Quando o patrão é uma plataforma…
Os silêncios ou a passividade do Governo e das entidades fiscalizadoras só podem ser entendidas como cumplicidade e conivência com a continuidade das práticas laborais das plataformas digitais.
O José é estafeta. Trabalha de bicicleta, percorrendo uma média de 40km por dia, seis dias por semana. Trabalha entre dez e 12 horas diárias, alguns dias ganha 30-35 euros e outros menos de dez euros, trabalhando o mesmo número de horas. A empresa para a qual o José trabalha atrasa-se muitas vezes a fazer o pagamento a trabalhadores como ele e a sua continuidade neste trabalho, bem como o valor que recebe por cada uma das entregas, depende da avaliação que, através de um clique, um cliente da plataforma pode fazer e de algoritmos que não conhece nem consegue controlar. Muitas vezes, as razões para uma má avaliação ou insatisfação não dependem de quem, como o José, apenas faz a entrega.
Apesar das precárias condições em que trabalha o José, se, por alguma razão, ficar doente, não tem direito à protecção na doença; se tiver um acidente de trabalho e não tiver adquirido um seguro pessoal, não tem qualquer apoio; se for pai, não tem direito à protecção na parentalidade, não podendo gozar de dias remunerados para estar com a sua família; se o José desejar tirar férias, pode fazê-lo, mas sabe que serão dias em que não trabalha e que, portanto, também não recebe.

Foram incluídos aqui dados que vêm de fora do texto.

// Copyright 2026 the Sable Authors
// SPDX-License-Identifier: Apache-2.0 OR MIT

//! The render target and its compositor stack.

use sable_common::blend::Blender;
use sable_common::mask::CompositeMethod;
use sable_common::pixel::{self, AlphaFn, ColorSpace, JoinFn};
use sable_common::region::RenderRegion;

/// Pixel storage of a surface: packed 32-bit words or one 8-bit channel.
#[derive(Debug, Clone)]
pub enum SurfaceBuf {
    /// 32-bit pixels, channel order per the surface's color space.
    Rgba(Vec<u32>),
    /// 8-bit alpha/coverage pixels.
    Gray(Vec<u8>),
}

impl SurfaceBuf {
    /// The size of one pixel in bytes.
    pub fn channel_size(&self) -> usize {
        match self {
            Self::Rgba(_) => 4,
            Self::Gray(_) => 1,
        }
    }
}

/// A compositor attached to a surface for the duration of a scope.
///
/// The `image` is the secondary buffer: 8-bit for masking methods, 32-bit for
/// matting methods. `bbox` is the region the composition is valid over.
#[derive(Debug)]
pub struct Compositor {
    /// How draws composite against the secondary buffer.
    pub method: CompositeMethod,
    /// The mask or matte storage.
    pub image: Surface,
    /// The region the composition covers, clipped to the surface.
    pub bbox: RenderRegion,
}

/// A render target.
///
/// Internal storage is always premultiplied; `premultiplied` tracks whether
/// the buffer currently is, to avoid double conversion on hand-off. All
/// kernels clip to the intersection of their bbox with the surface.
#[derive(Debug)]
pub struct Surface {
    pub(crate) buf: SurfaceBuf,
    pub(crate) stride: usize,
    pub(crate) w: u32,
    pub(crate) h: u32,
    pub(crate) cs: ColorSpace,
    pub(crate) premultiplied: bool,
    pub(crate) join: JoinFn,
    pub(crate) alphas: [AlphaFn; 4],
    pub(crate) blender: Option<Blender>,
    pub(crate) compositors: Vec<Compositor>,
}

/// The join and alpha-extractor tables for a color space.
///
/// `None` for color spaces the compositor cannot work with.
fn tables(cs: ColorSpace) -> Option<(JoinFn, [AlphaFn; 4])> {
    match cs {
        ColorSpace::Abgr8888 | ColorSpace::Abgr8888S => Some((
            pixel::abgr_join,
            [
                pixel::pixel_alpha,
                pixel::pixel_inv_alpha,
                pixel::abgr_luma,
                pixel::abgr_inv_luma,
            ],
        )),
        ColorSpace::Argb8888 | ColorSpace::Argb8888S => Some((
            pixel::argb_join,
            [
                pixel::pixel_alpha,
                pixel::pixel_inv_alpha,
                pixel::argb_luma,
                pixel::argb_inv_luma,
            ],
        )),
        // Grayscale surfaces never pack colors; they reuse the ABGR tables.
        ColorSpace::Grayscale8 => Some((
            pixel::abgr_join,
            [
                pixel::pixel_alpha,
                pixel::pixel_inv_alpha,
                pixel::abgr_luma,
                pixel::abgr_inv_luma,
            ],
        )),
        ColorSpace::Unknown => None,
    }
}

impl Surface {
    /// Create a zeroed surface.
    ///
    /// Returns `None` for a color space the compositor does not support.
    pub fn new(w: u32, h: u32, cs: ColorSpace) -> Option<Self> {
        let len = w as usize * h as usize;
        let buf = match cs.channel_size() {
            1 => SurfaceBuf::Gray(vec![0; len]),
            _ => SurfaceBuf::Rgba(vec![0; len]),
        };
        Self::from_buf(buf, w, h, w as usize, cs)
    }

    /// Wrap an existing 32-bit pixel buffer.
    ///
    /// `data` must hold at least `stride * h` pixels with `stride >= w`. A
    /// straight (`S`) color space marks the surface as not yet premultiplied;
    /// call [`premultiply`](Self::premultiply) before drawing.
    pub fn from_parts(data: Vec<u32>, w: u32, h: u32, stride: usize, cs: ColorSpace) -> Option<Self> {
        if cs.channel_size() != 4 {
            return None;
        }
        Self::from_buf(SurfaceBuf::Rgba(data), w, h, stride, cs)
    }

    fn from_buf(buf: SurfaceBuf, w: u32, h: u32, stride: usize, cs: ColorSpace) -> Option<Self> {
        let Some((join, alphas)) = tables(cs) else {
            log::error!("unsupported color space {cs:?}");
            return None;
        };
        assert!(stride >= w as usize, "stride must cover the surface width");
        let len = match &buf {
            SurfaceBuf::Rgba(v) => v.len(),
            SurfaceBuf::Gray(v) => v.len(),
        };
        assert!(
            len >= stride * h as usize || h == 0,
            "buffer must cover `stride * h` pixels"
        );
        Some(Self {
            buf,
            stride,
            w,
            h,
            cs,
            premultiplied: cs.premultiplied(),
            join,
            alphas,
            blender: None,
            compositors: Vec::new(),
        })
    }

    /// The surface width in pixels.
    pub fn w(&self) -> u32 {
        self.w
    }

    /// The surface height in pixels.
    pub fn h(&self) -> u32 {
        self.h
    }

    /// The row stride in pixels.
    pub fn stride(&self) -> usize {
        self.stride
    }

    /// The color space.
    pub fn cs(&self) -> ColorSpace {
        self.cs
    }

    /// The size of one pixel in bytes.
    pub fn channel_size(&self) -> usize {
        self.buf.channel_size()
    }

    /// The region covering the whole surface.
    pub fn region(&self) -> RenderRegion {
        RenderRegion::new(0, 0, self.w as i32, self.h as i32)
    }

    /// The 32-bit pixels, if this is a 32-bit surface.
    pub fn data32(&self) -> Option<&[u32]> {
        match &self.buf {
            SurfaceBuf::Rgba(v) => Some(v),
            SurfaceBuf::Gray(_) => None,
        }
    }

    /// The 8-bit pixels, if this is a grayscale surface.
    pub fn data8(&self) -> Option<&[u8]> {
        match &self.buf {
            SurfaceBuf::Gray(v) => Some(v),
            SurfaceBuf::Rgba(_) => None,
        }
    }

    /// Mutable access to the 32-bit pixels, if this is a 32-bit surface.
    pub fn data32_mut(&mut self) -> Option<&mut [u32]> {
        match &mut self.buf {
            SurfaceBuf::Rgba(v) => Some(v),
            SurfaceBuf::Gray(_) => None,
        }
    }

    /// Mutable access to the 8-bit pixels, if this is a grayscale surface.
    pub fn data8_mut(&mut self) -> Option<&mut [u8]> {
        match &mut self.buf {
            SurfaceBuf::Gray(v) => Some(v),
            SurfaceBuf::Rgba(_) => None,
        }
    }

    /// The pixel data as raw bytes.
    pub fn data_as_u8_slice(&self) -> &[u8] {
        match &self.buf {
            SurfaceBuf::Rgba(v) => bytemuck::cast_slice(v),
            SurfaceBuf::Gray(v) => v,
        }
    }

    pub(crate) fn buf32(&self) -> &[u32] {
        match &self.buf {
            SurfaceBuf::Rgba(v) => v,
            SurfaceBuf::Gray(_) => unreachable!("kernel dispatched a 32-bit path on a grayscale surface"),
        }
    }

    pub(crate) fn buf32_mut(&mut self) -> &mut [u32] {
        match &mut self.buf {
            SurfaceBuf::Rgba(v) => v,
            SurfaceBuf::Gray(_) => unreachable!("kernel dispatched a 32-bit path on a grayscale surface"),
        }
    }

    pub(crate) fn buf8(&self) -> &[u8] {
        match &self.buf {
            SurfaceBuf::Gray(v) => v,
            SurfaceBuf::Rgba(_) => unreachable!("kernel dispatched an 8-bit path on a 32-bit surface"),
        }
    }

    pub(crate) fn buf8_mut(&mut self) -> &mut [u8] {
        match &mut self.buf {
            SurfaceBuf::Gray(v) => v,
            SurfaceBuf::Rgba(_) => unreachable!("kernel dispatched an 8-bit path on a 32-bit surface"),
        }
    }

    /// Pack a non-premultiplied color for this surface's channel ordering.
    pub fn join(&self, r: u8, g: u8, b: u8, a: u8) -> u32 {
        (self.join)(r, g, b, a)
    }

    /// Whether the buffer currently holds premultiplied pixels.
    pub fn is_premultiplied(&self) -> bool {
        self.premultiplied
    }

    /// Install a blend function; draws use the blending kernel paths while
    /// one is set.
    pub fn set_blender(&mut self, blender: Option<Blender>) {
        self.blender = blender;
    }

    /// The installed blender, if any.
    pub fn blender(&self) -> Option<Blender> {
        self.blender
    }

    /// The active compositor, if a composite scope is open.
    pub fn compositor(&self) -> Option<&Compositor> {
        self.compositors.last()
    }

    /// Open a composite scope.
    ///
    /// Allocates the secondary buffer: 8-bit for masking methods, 32-bit for
    /// matting methods, both zeroed and surface-sized. Scopes nest LIFO with
    /// [`end_composite`](Self::end_composite). Returns false for a degenerate
    /// bbox.
    pub fn begin_composite(&mut self, method: CompositeMethod, bbox: RenderRegion) -> bool {
        let bbox = bbox.intersected(&self.region());
        if !bbox.valid() {
            return false;
        }

        let image_cs = match method {
            CompositeMethod::Mask(_) => ColorSpace::Grayscale8,
            CompositeMethod::Matte(_) => {
                if self.channel_size() == 4 {
                    self.cs
                } else {
                    ColorSpace::Abgr8888
                }
            }
        };
        // The tables accept every allocatable color space, so this cannot
        // fail for a surface that exists.
        let image = Self::new(self.w, self.h, image_cs).unwrap();

        log::trace!("begin composite {method:?} over {bbox:?}");
        self.compositors.push(Compositor { method, image, bbox });
        true
    }

    /// The secondary buffer of the innermost composite scope, for rendering
    /// the mask or matte content into.
    pub fn composite_image_mut(&mut self) -> Option<&mut Surface> {
        self.compositors.last_mut().map(|c| &mut c.image)
    }

    /// Close the innermost composite scope. Returns false when none is open.
    pub fn end_composite(&mut self) -> bool {
        self.compositors.pop().is_some()
    }

    /// Premultiply the buffer in place. A no-op when already premultiplied or
    /// not 32-bit.
    pub fn premultiply(&mut self) {
        if self.premultiplied || self.channel_size() != 4 {
            return;
        }
        self.premultiplied = true;

        log::info!("premultiply [size: {} x {}]", self.w, self.h);

        let (w, h, stride) = (self.w as usize, self.h as usize, self.stride);
        let buf = self.buf32_mut();
        for row in buf.chunks_mut(stride).take(h) {
            let n = w.min(row.len());
            for px in &mut row[..n] {
                let a = pixel::alpha(*px);
                if a == 255 {
                    continue;
                }
                *px = pixel::premultiply(*px, a);
            }
        }
    }

    /// Unpremultiply the buffer in place for external hand-off. A no-op when
    /// already straight or not 32-bit.
    pub fn unpremultiply(&mut self) {
        if !self.premultiplied || self.channel_size() != 4 {
            return;
        }
        self.premultiplied = false;

        log::info!("unpremultiply [size: {} x {}]", self.w, self.h);

        let (w, h, stride) = (self.w as usize, self.h as usize, self.stride);
        let buf = self.buf32_mut();
        for row in buf.chunks_mut(stride).take(h) {
            let n = w.min(row.len());
            for px in &mut row[..n] {
                *px = pixel::unpremultiply(*px);
            }
        }
    }

    /// Swap between the ABGR and ARGB channel orderings in place.
    ///
    /// Only ABGR⇄ARGB conversions (in any premultiplication flavor) are
    /// supported; everything else is rejected. Converting to the current
    /// ordering is a no-op.
    pub fn convert_cs(&mut self, to: ColorSpace) -> bool {
        if self.cs == to {
            return true;
        }
        let swap = (self.cs.is_abgr() && to.is_argb()) || (self.cs.is_argb() && to.is_abgr());
        if !swap || self.channel_size() != 4 {
            return false;
        }

        log::info!("convert color space {:?} -> {to:?}", self.cs);

        let Some((join, alphas)) = tables(to) else {
            return false;
        };
        self.cs = to;
        self.join = join;
        self.alphas = alphas;

        for px in self.buf32_mut() {
            let c = *px;
            *px = (c & 0xff00_ff00) | ((c & 0x00ff_0000) >> 16) | ((c & 0x0000_00ff) << 16);
        }
        true
    }
}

O José é trabalhador da Ubereats, mas podia igualmente ser da Glovo, da Bolt ou de outra plataforma. A sua realidade é a mesma da de outros tantos Josés que trabalham para as ditas plataformas digitais. Como estafetas, motoristas, e cada vez mais outras profissões.
E se agora eu disser ao leitor que estas práticas são sancionadas pelo Código do Trabalho? Se disser que a nossa lei considera o José e todos os outros como trabalhadores por conta de outrem, com direito a serem protegidos na parentalidade, na doença, com direito a férias pagas e a subsídios de férias e de Natal?
Perante esta realidade, quer da degradante e precária situação em que vivem estes trabalhadores, quer da existência de leis que os protegem, assim sejam aplicadas, os silêncios ou a passividade do Governo e das entidades fiscalizadoras só podem ser entendidas como cumplicidade e conivência com a continuidade destas práticas laborais, sem o reconhecimento do vínculo de trabalho permanente destes trabalhadores à empresa gestora da plataforma digital. E, claro, não promover alterações na lei que, independentemente das justificações, criem equívocos ou fragilizem de alguma forma os direitos destes trabalhadores.
Vale a pena recordar os chamados Uber Files que expõem a promiscuidade entre o poder económico e o poder político, no que diz respeito às plataformas digitais. As informações que vieram a público em Julho de 2022 mostram a “influência” exercida pela empresa multinacional de plataforma Uber junto de uma série de responsáveis governamentais dos Estados-membros e das instituições da União Europeia (UE), processo que ainda não foi clarificado.
Mais do que a Directiva relativa à melhoria das condições de trabalho nas plataformas digitais, que está em negociação nas instituições da UE, o que importa é a aplicação das leis nacionais e a salvaguarda da protecção dos trabalhadores, impedindo a precariedade que caracteriza o sector. Em vários países, há situações de condenação das plataformas face aos atropelos às leis laborais nacionais e há exemplos da protecção dos trabalhadores enquadrando-os como trabalhadores por conta de outrem.
Esta Directiva será inconsequente se não houver vontade política e os governos dos diferentes países não disponibilizarem os meios, assegurando as condições para fiscalizar e fazer cumprir a lei e para os trabalhadores fazerem valer os seus direitos. E se a desregulação, liberalização e precariedade continuarem a ser promovidas por políticas no âmbito da UE que encaram as novas tecnologias como uma renovada e “moderna “oportunidade para o aumento da exploração, a acumulação de lucros por parte das multinacionais, a destruição de direitos dos trabalhadores e a imposição de retrocessos civilizacionais.